Summative assessments are used to evaluate student learning, skill acquisition, and academic achievement at the conclusion of a defined instructional period—typically at the end of a project, unit, course, semester, program, or school year. Generally speaking, summative assessments are defined by three major criteria:
·
The
tests, assignments, or projects are used to determine whether students have learned
what they were expected to learn. In other words, what makes an assessment
“summative” is not the design of the test, assignment, or self-evaluation, per
se, but the way it is used—i.e., to determine whether and to what degree
students have learned the material they have been taught.
·
Summative
assessments are given at the conclusion of a specific instructional period, and
therefore they are generally evaluative, rather than diagnostic—i.e., they are
more appropriately used to determine learning progress and achievement,
evaluate the effectiveness of educational programs, measure progress toward
improvement goals, or make course-placement decisions, among other possible
applications.
·
Summative-assessment
results are often recorded as scores or grades that are then factored into a
student’s permanent academic record, whether they end up as letter grades on a
report card or test scores used in the college-admissions process. While
summative assessments are typically a major component of the grading process in
most districts, schools, and courses, not all assessments considered to be
summative are graded.
Summative assessments are commonly
contrasted with formative assessments, which
collect detailed information that educators can use to improve instruction and
student learning while it’s happening. In other words, formative assessments
are often said to be for learning,
while summative assessments are of learning.

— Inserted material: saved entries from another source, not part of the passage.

//! The request vocabulary.
//!
//! A client request is a list of argument tokens:
//!
//! ```text
//! <root|focused|last> [-p | --parent | -c <i> | --child <i>]... <command> [args]
//! ```
//!
//! The first part selects a desktop (a [`Target`]), the second names one
//! [`Command`] to apply to it.  [`Request::parse`] only checks the syntax;
//! resolving the target against the tree happens in [`Target::resolve`].

use crate::traits::WindowManager;
use crate::tree::{DesktopTree, NodeId, TreeError};

/// Where desktop selection starts.
#[derive(Debug, Clone, Copy, PartialEq, Eq)]
pub enum Selector {
    Root,
    Focused,
    Last,
}

/// One navigation step applied after the [`Selector`].
#[derive(Debug, Clone, Copy, PartialEq, Eq)]
pub enum Step {
    Parent,
    /// Signed so that negative indices resolve to "out-of-bounds".
    Child(i64),
}

/// A desktop selector followed by navigation steps.
#[derive(Debug, Clone, PartialEq, Eq)]
pub struct Target {
    pub selector: Selector,
    pub steps: Vec<Step>,
}

/// Sibling argument of `--swap`.
#[derive(Debug, Clone, Copy, PartialEq, Eq)]
pub enum SwapTarget {
    Next,
    Prev,
    Index(i64),
}

impl SwapTarget {
    pub fn parse(s: &str) -> Result<Self, CommandError> {
        match s {
            "next" => Ok(SwapTarget::Next),
            "prev" => Ok(SwapTarget::Prev),
            other => other
                .parse()
                .map(SwapTarget::Index)
                .map_err(|_| CommandError::InvalidSibling),
        }
    }
}

/// Every operation a client can apply to the selected desktop.
#[derive(Debug, Clone, PartialEq, Eq)]
pub enum Command {
    Focus,
    FocusNext,
    FocusPrev,
    AddChild,
    Remove,
    /// Report an attribute value (empty when unset).
    GetAttr(String),
    SetAttr(String, String),
    UnsetAttr(String),
    /// Move the focused window onto the selected desktop.
    MoveWindow,
    /// Raw sibling argument.  Checked against the selected desktop first,
    /// so swapping the root reports that before a bad or missing sibling.
    Swap(Option<String>),
    /// Report the index of the focused child.
    FocusedChild,
    /// Report the number of children.
    ChildCount,
    /// Render the desktop once with the named formatter.
    Print(String),
    /// Keep the connection open and push a rendering every tick.
    Subscribe(String),
}

/// A parsed request.
#[derive(Debug, Clone, PartialEq, Eq)]
pub struct Request {
    pub target: Target,
    pub command: Command,
    /// Tokens left over after the command.
    pub extra: Vec<String>,
}

/// Errors reported to the client with status `1`.
#[derive(Debug, Clone, PartialEq, Eq, thiserror::Error)]
pub enum CommandError {
    #[error("no desktop selector provided")]
    MissingSelector,
    #[error("invalid initial desktop selector")]
    InvalidSelector,
    #[error("no child index provided")]
    MissingChildIndex,
    #[error("invalid child index")]
    InvalidChildIndex,
    #[error("child index out-of-bounds")]
    ChildOutOfBounds,
    #[error("no matching desktop")]
    NoMatchingDesktop,
    #[error("no command provided")]
    MissingCommand,
    #[error("invalid command")]
    InvalidCommand,
    #[error("no attribute name provided")]
    MissingAttrName,
    #[error("no sibling provided")]
    MissingSibling,
    #[error("invalid sibling selector")]
    InvalidSibling,
    #[error("no formatter provided")]
    MissingFormatter,
    #[error("unknown formatter")]
    UnknownFormatter,
    #[error("warning: extra arguments '{0}' ignored")]
    ExtraArguments(String),
    #[error(transparent)]
    Tree(#[from] TreeError),
}

/// Cursor over the request tokens.
struct Args<'a> {
    rest: &'a [String],
}

impl<'a> Args<'a> {
    fn peek(&self) -> Option<&'a str> {
        self.rest.first().map(String::as_str)
    }

    fn next(&mut self) -> Option<&'a str> {
        let (first, rest) = self.rest.split_first()?;
        self.rest = rest;
        Some(first.as_str())
    }

    fn require(&mut self, err: CommandError) -> Result<String, CommandError> {
        self.next().map(str::to_string).ok_or(err)
    }
}

impl Request {
    /// Parse the tokens of one request.
    pub fn parse(tokens: &[String]) -> Result<Self, CommandError> {
        let mut args = Args { rest: tokens };
        let target = parse_target(&mut args)?;
        let command = parse_command(&mut args)?;
        Ok(Self {
            target,
            command,
            extra: args.rest.to_vec(),
        })
    }
}

fn parse_target(args: &mut Args<'_>) -> Result<Target, CommandError> {
    let selector = match args.next().ok_or(CommandError::MissingSelector)? {
        "root" => Selector::Root,
        "focused" => Selector::Focused,
        "last" => Selector::Last,
        _ => return Err(CommandError::InvalidSelector),
    };

    let mut steps = Vec::new();
    loop {
        match args.peek() {
            Some("-p" | "--parent") => {
                args.next();
                steps.push(Step::Parent);
            }
            Some("-c" | "--child") => {
                args.next();
                let index = args
                    .next()
                    .ok_or(CommandError::MissingChildIndex)?
                    .parse()
                    .map_err(|_| CommandError::InvalidChildIndex)?;
                steps.push(Step::Child(index));
            }
            _ => return Ok(Target { selector, steps }),
        }
    }
}

fn parse_command(args: &mut Args<'_>) -> Result<Command, CommandError> {
    let command = match args.next().ok_or(CommandError::MissingCommand)? {
        "-f" | "--focus" => Command::Focus,
        "-n" | "--next" => Command::FocusNext,
        "-N" | "--prev" => Command::FocusPrev,
        "-a" | "--add" => Command::AddChild,
        "-r" | "--remove" => Command::Remove,
        "-A" | "--attrib" => {
            let name = args.require(CommandError::MissingAttrName)?;
            match args.next() {
                Some(value) => Command::SetAttr(name, value.to_string()),
                None => Command::GetAttr(name),
            }
        }
        "-u" | "--unset" => Command::UnsetAttr(args.require(CommandError::MissingAttrName)?),
        "-w" | "--move-window" => Command::MoveWindow,
        "-s" | "--swap" => Command::Swap(args.next().map(str::to_string)),
        "-F" | "--focused-child" => Command::FocusedChild,
        "-C" | "--child-count" => Command::ChildCount,
        "-P" | "--print" => Command::Print(args.require(CommandError::MissingFormatter)?),
        "-S" | "--subscribe" => Command::Subscribe(args.require(CommandError::MissingFormatter)?),
        _ => return Err(CommandError::InvalidCommand),
    };
    Ok(command)
}

impl Target {
    /// Walk the tree from the selector through every step.
    pub fn resolve<W: WindowManager>(&self, tree: &DesktopTree<W>) -> Result<NodeId, CommandError> {
        let mut node = match self.selector {
            Selector::Root => tree.root(),
            Selector::Focused => tree.focused(),
            Selector::Last => tree.last_focused(),
        };
        for step in &self.steps {
            node = match *step {
                Step::Parent => tree.parent(node).ok_or(CommandError::NoMatchingDesktop)?,
                Step::Child(i) => usize::try_from(i)
                    .ok()
                    .and_then(|i| tree.child(node, i))
                    .ok_or(CommandError::ChildOutOfBounds)?,
            };
        }
        Ok(node)
    }
}

//  Tests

Or as assessment expert Paul Black put it, “When the cook tastes the soup,
that’s formative assessment. When the customer tastes the soup, that’s
summative assessment.” It should be noted, however, that the distinction
betweenformative and summative is often fuzzy in practice, and
educators may have divergent interpretations and opinions on the subject.
Some of the most well-known and
widely discussed examples of summative assessments are the standardized tests administered by states and testing organizations, usually in
math, reading, writing, and science. Other examples of summative assessments
include:
·
End-of-unit
or chapter tests.
·
End-of-term
or semester tests.
·
Standardized
tests that are used to for the purposes of school accountability, college
admissions (e.g., the SAT or ACT), or end-of-course evaluation (e.g., Advanced
Placement or International Baccalaureate exams).
·
Culminating demonstrations of learning or other forms of “performance assessment,” such as portfolios of student work that are collected
over time and evaluated by teachers or capstone projects that students work
on over extended periods of time and that they present and defend at the
conclusion of a school year or their high school education.
While most summative assessments are
given at the conclusion of an instructional period, some summative assessments can
still be used diagnostically. For example, the growing availability of student
data, made possible by online grading systems and databases, can give teachers
access to assessment results from previous years or other courses. By reviewing
this data, teachers may be able to identify students more likely to struggle
academically in certain subject areas or with certain concepts. In addition,
students may be allowed to take some summative tests multiple times, and
teachers might use the results to help prepare students for future
administrations of the test.
It should also be noted that
districts and schools may use “interim” or “benchmark” tests to monitor the
academic progress of students and determine whether they are on track to
mastering the material that will be evaluated on end-of-course tests or
standardized tests. Some educators consider interim tests to be formative,
since they are often used diagnostically to inform instructional modifications,
but others may consider them to be summative. There is ongoing debate in the
education community about this distinction, and interim assessments may defined
differently from place to place. See formative assessment for
a more detailed discussion.
Reform
While educators have arguably been
using “summative assessments” in various forms since the invention of schools
and teaching, summative assessments have in recent decades become components of
larger school-improvement efforts. As they always have, summative assessments
can help teachers determine whether students are making adequate academic
progress or meeting expected learning standards, and results may be used to
inform modifications to instructional techniques, lesson designs, or teaching
materials the next time a course, unit, or lesson is taught. Yet perhaps the
biggest changes in the use of summative assessments have resulted from state
and federal policies aimed at improving public education—specifically,
standardized high-stakes tests used to make
important decisions about schools, teachers, and students.
Debate
While there is little disagreement
among educators about the need for or utility of summative assessments, debates
and disagreements tend to center on issues of fairness and effectiveness,
especially when summative-assessment results are used for high-stakes purposes.
In these cases, educators, experts, reformers, policy makers, and others may
debate whether assessments are being designed and used appropriately, or
whether high-stakes tests are either beneficial or harmful to the educational
process. For more detailed discussions of these issues, see high-stakes test, measurement error, test accommodations, test bias, score inflation,standardized test, and value-added measures.